I'm hoping it's helpful, and I hope you'll let me know either way.
I’ll be honest. I never believed I would contribute to this blog. Firstly, I’m not Poly. I’m a monogamous chick who found myself in a Poly relationship because it allowed me to HAVE a relationship with someone whom I consider a wonderful person and a very close friend. Secondly, because it hasn’t always been an easy road, I didn’t feel like I really had a place to say anything. Who am I to pontificate on a blog about my relationship when I feel like I’m still trying to figure out where I’m going without a road map? Thirdly, this blog has, up until now, been “this is what I like about Poly” and I have little interest in being the Blog Curmudgeon.
But if that all applied right now, you wouldn’t be seeing this, so what changed?
X and Y have both stated that they’d like this blog to be a place that people find in their search for resources - things that help, maybe, or just to know that there are others out there like them trying to just poke through life in this unconventional type of relationship structure.
Over time, I’ve kept track of a mental list of things that *I* sure would have loved to have known ahead of time. Or would have loved to have had OTHERS know ahead of time, in order to help things go a bit more smoothly, or make fewer trial-and-error mistakes.
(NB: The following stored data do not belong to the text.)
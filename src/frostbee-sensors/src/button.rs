//! Debounced press classification for the user button.
//!
//! [`ButtonMonitor`] is driven by two inputs:
//!
//! - [`ButtonMonitor::on_edge()`], called for every raw edge of the pin, which only
//!   (re)schedules a debounce check;
//! - [`ButtonMonitor::poll()`], called at [`ButtonMonitor::next_deadline()`] with the current
//!   level of the pin, which runs the debounce check and the long-press timer.
//!
//! State only changes on a settled level, never on an edge itself.
//!
//! A release shortly after a press triggers an immediate read, holding the button triggers a
//! factory reset, and anything in between does nothing.
//! A press already held at startup is tracked but does not trigger anything until the button has
//! been released once.
//! Its level is checked once more after the debounce time, as its release may happen before
//! edges are observed.

use embassy_time::{Duration, Instant};

/// Press thresholds.
#[derive(Debug, Copy, Clone, PartialEq, Eq)]
#[cfg_attr(feature = "defmt", derive(defmt::Format))]
pub struct ButtonConfig {
    /// Time the level must stay stable after the last edge.
    pub debounce: Duration,
    /// Presses released before this trigger an immediate read.
    pub short_press_max: Duration,
    /// Presses held this long trigger a factory reset.
    pub long_press: Duration,
}

impl ButtonConfig {
    /// Default thresholds.
    pub const DEFAULT: Self = Self {
        debounce: Duration::from_millis(50),
        short_press_max: Duration::from_millis(1000),
        long_press: Duration::from_millis(5000),
    };
}

impl Default for ButtonConfig {
    fn default() -> Self {
        Self::DEFAULT
    }
}

/// Settled state of the button.
#[derive(Debug, Copy, Clone, PartialEq, Eq)]
#[cfg_attr(feature = "defmt", derive(defmt::Format))]
pub enum ButtonState {
    /// Released.
    Idle,
    /// Pressed, the long-press threshold not reached yet.
    Pressed,
    /// Still pressed after the long-press action fired.
    LongPressFired,
}

/// Action requested through the button.
#[derive(Debug, Copy, Clone, PartialEq, Eq)]
#[cfg_attr(feature = "defmt", derive(defmt::Format))]
pub enum ButtonAction {
    /// Read the sensor and report now.
    ImmediateRead,
    /// Leave the network and erase persistent state.
    FactoryReset,
}

/// Press classifier; see the [module documentation](self).
#[derive(Debug)]
pub struct ButtonMonitor {
    config: ButtonConfig,
    state: ButtonState,
    pressed_at: Instant,
    /// Set while a press held at startup has not been released yet.
    suppressed: bool,
    debounce_at: Option<Instant>,
    long_press_at: Option<Instant>,
}

impl ButtonMonitor {
    /// Creates a monitor, given the level of the pin at startup.
    #[must_use]
    pub fn new(config: ButtonConfig, initially_pressed: bool, now: Instant) -> Self {
        if initially_pressed {
            frostbee_log::info!("button held at startup, ignored until released");
        }

        let mut monitor = Self {
            config,
            state: if initially_pressed {
                ButtonState::Pressed
            } else {
                ButtonState::Idle
            },
            pressed_at: now,
            suppressed: initially_pressed,
            debounce_at: None,
            long_press_at: None,
        };
        if initially_pressed {
            monitor.on_edge(now);
        }
        monitor
    }

    /// Returns the settled state.
    #[must_use]
    pub fn state(&self) -> ButtonState {
        self.state
    }

    /// Records a raw edge: the debounce check is pushed back to `now` plus the debounce time.
    pub fn on_edge(&mut self, now: Instant) {
        self.debounce_at = Some(now + self.config.debounce);
    }

    /// Returns when [`poll()`](Self::poll) must be called next, if at all.
    #[must_use]
    pub fn next_deadline(&self) -> Option<Instant> {
        match (self.debounce_at, self.long_press_at) {
            (Some(a), Some(b)) => Some(a.min(b)),
            (a, b) => a.or(b),
        }
    }

    /// Runs the checks due at `now`, given the current level of the pin.
    pub fn poll(&mut self, now: Instant, pressed: bool) -> Option<ButtonAction> {
        if self.debounce_at.is_some_and(|at| at <= now) {
            self.debounce_at = None;
            if let Some(action) = self.settle(now, pressed) {
                return Some(action);
            }
        }

        if self.long_press_at.is_some_and(|at| at <= now) {
            self.long_press_at = None;
            if self.state == ButtonState::Pressed && pressed {
                self.transition(ButtonState::LongPressFired);
                return Some(ButtonAction::FactoryReset);
            }
        }

        None
    }

    fn settle(&mut self, now: Instant, pressed: bool) -> Option<ButtonAction> {
        match (self.state, pressed) {
            (ButtonState::Idle, true) => {
                self.transition(ButtonState::Pressed);
                self.pressed_at = now;
                self.long_press_at = Some(now + self.config.long_press);
                None
            }
            (ButtonState::Pressed, false) => {
                self.transition(ButtonState::Idle);
                self.long_press_at = None;
                if core::mem::take(&mut self.suppressed) {
                    return None;
                }

                let held = now.saturating_duration_since(self.pressed_at);
                frostbee_log::debug!("button held for {} ms", held.as_millis());
                (held < self.config.short_press_max).then_some(ButtonAction::ImmediateRead)
            }
            (ButtonState::LongPressFired, false) => {
                self.transition(ButtonState::Idle);
                None
            }
            // Same level as before: a bounce.
            _ => None,
        }
    }

    fn transition(&mut self, to: ButtonState) {
        frostbee_log::debug!("button: {:?} -> {:?}", self.state, to);
        self.state = to;
    }
}
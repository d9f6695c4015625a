//! Bounded retries around the [`Sht4x`] protocol client.
//!
//! The sensor bus can get stuck: a device interrupted mid-transfer may keep holding the data
//! line, or stop answering until it is reset.
//! [`Recovering`] turns transport errors and checksum mismatches into a bounded decision: the
//! request is retried, with a soft reset and an extra settle delay before each retry, until
//! either it succeeds or the [`RetryPolicy`] is exhausted.

use embassy_time::Duration;
use embedded_hal_async::delay::DelayNs;

use crate::{
    sht4x::{Identity, Measurement, Precision, Sht4x},
    transport::{self, Transport},
};

/// How requests are retried.
#[derive(Debug, Copy, Clone, PartialEq, Eq)]
#[cfg_attr(feature = "defmt", derive(defmt::Format))]
pub struct RetryPolicy {
    /// Total number of attempts, including the first one.
    pub max_attempts: u8,
    /// Settle delay between a failed attempt and the next one, on top of the reset delay.
    pub recovery_delay: Duration,
    /// Whether to soft reset the device before every attempt but the first.
    pub reset_before_retry: bool,
}

impl RetryPolicy {
    /// The policy of the measurement path.
    pub const RECOVERY: Self = Self {
        max_attempts: 3,
        recovery_delay: Duration::from_millis(50),
        reset_before_retry: true,
    };
}

impl Default for RetryPolicy {
    fn default() -> Self {
        Self::RECOVERY
    }
}

/// Why a single attempt failed.
#[derive(Debug, Copy, Clone, PartialEq, Eq)]
#[cfg_attr(feature = "defmt", derive(defmt::Format))]
pub enum Failure {
    /// The exchange failed.
    Transport(transport::Error),
    /// The response did not pass its checksum.
    ChecksumMismatch,
}

impl From<transport::Error> for Failure {
    fn from(err: transport::Error) -> Self {
        Self::Transport(err)
    }
}

impl core::fmt::Display for Failure {
    fn fmt(&self, f: &mut core::fmt::Formatter<'_>) -> core::fmt::Result {
        match self {
            Self::Transport(err) => write!(f, "{err}"),
            Self::ChecksumMismatch => write!(f, "checksum mismatch"),
        }
    }
}

impl core::error::Error for Failure {}

/// Every attempt failed.
///
/// This is not fatal: the next scheduled cycle tries again.
#[derive(Debug, Copy, Clone, PartialEq, Eq)]
#[cfg_attr(feature = "defmt", derive(defmt::Format))]
pub struct MeasurementUnavailable {
    /// Number of attempts made.
    pub attempts: u8,
    /// Reason the last attempt failed.
    pub last: Failure,
}

impl core::fmt::Display for MeasurementUnavailable {
    fn fmt(&self, f: &mut core::fmt::Formatter<'_>) -> core::fmt::Result {
        write!(
            f,
            "measurement unavailable after {} attempts: {}",
            self.attempts, self.last
        )
    }
}

impl core::error::Error for MeasurementUnavailable {}

/// A request that can be attempted several times.
trait Attempt: Sized {
    type Args: Copy;

    async fn attempt<T: Transport, D: DelayNs>(
        sensor: &mut Sht4x<T, D>,
        args: Self::Args,
    ) -> Result<Self, transport::Error>;

    fn is_valid(&self) -> bool;
}

impl Attempt for Measurement {
    type Args = Precision;

    async fn attempt<T: Transport, D: DelayNs>(
        sensor: &mut Sht4x<T, D>,
        precision: Precision,
    ) -> Result<Self, transport::Error> {
        sensor.measure(precision).await
    }

    fn is_valid(&self) -> bool {
        self.valid
    }
}

impl Attempt for Identity {
    type Args = ();

    async fn attempt<T: Transport, D: DelayNs>(
        sensor: &mut Sht4x<T, D>,
        (): (),
    ) -> Result<Self, transport::Error> {
        sensor.read_identity().await
    }

    fn is_valid(&self) -> bool {
        self.valid
    }
}

/// Protocol client with retries.
pub struct Recovering<T, D> {
    sensor: Sht4x<T, D>,
    policy: RetryPolicy,
}

impl<T: Transport, D: DelayNs> Recovering<T, D> {
    /// Wraps `sensor`.
    pub fn new(sensor: Sht4x<T, D>, policy: RetryPolicy) -> Self {
        Self { sensor, policy }
    }

    /// Returns the wrapped client, for requests that must not be retried.
    pub fn sensor(&mut self) -> &mut Sht4x<T, D> {
        &mut self.sensor
    }

    /// Measures temperature and humidity.
    ///
    /// The returned measurement is always valid.
    ///
    /// # Errors
    ///
    /// Returns [`MeasurementUnavailable`] once every attempt failed.
    pub async fn measure(
        &mut self,
        precision: Precision,
    ) -> Result<Measurement, MeasurementUnavailable> {
        self.run(precision).await
    }

    /// Reads the serial number.
    ///
    /// The returned identity is always valid.
    ///
    /// # Errors
    ///
    /// Returns [`MeasurementUnavailable`] once every attempt failed.
    pub async fn read_identity(&mut self) -> Result<Identity, MeasurementUnavailable> {
        self.run(()).await
    }

    async fn run<A: Attempt>(&mut self, args: A::Args) -> Result<A, MeasurementUnavailable> {
        let max_attempts = self.policy.max_attempts.max(1);
        let mut last = Failure::ChecksumMismatch;

        for attempt in 1..=max_attempts {
            if attempt > 1 {
                if self.policy.reset_before_retry {
                    self.sensor.soft_reset().await;
                }
                self.sensor.wait(self.policy.recovery_delay).await;
            }

            match A::attempt(&mut self.sensor, args).await {
                Ok(output) if output.is_valid() => return Ok(output),
                Ok(_) => last = Failure::ChecksumMismatch,
                Err(err) => last = Failure::Transport(err),
            }
            frostbee_log::warn!("attempt {}/{} failed: {}", attempt, max_attempts, last);
        }

        frostbee_log::error!("giving up after {} attempts", max_attempts);
        Err(MeasurementUnavailable {
            attempts: max_attempts,
            last,
        })
    }
}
Keeping it a mental list isn’t going to do that, now is it? So here I post.
I don’t want to rehash the Mono/Poly articles that are on Franklin Veaux’s “Morethantwo” site <add link>. These are GREAT resources, and were quite helpful in helping us all see this relationship from each others’ (very different) points of view. If you’re reading this because you’re lost without a road map of your own, go there first. Really. I’ll wait...
While your mileage may vary, here are some other issues/pitfalls/things-I-wish-I’d-realized-earlier that maybe could be of use to someone.
** PLEASE note that I am not speaking for all Mono/Poly relationships or people here. I am speaking from a combination of personal experience and from other people’s experiences. Your mileage may (and will) vary. **
Section 1: Possible pitfalls for the poly partner (Say it, don’t spray it!)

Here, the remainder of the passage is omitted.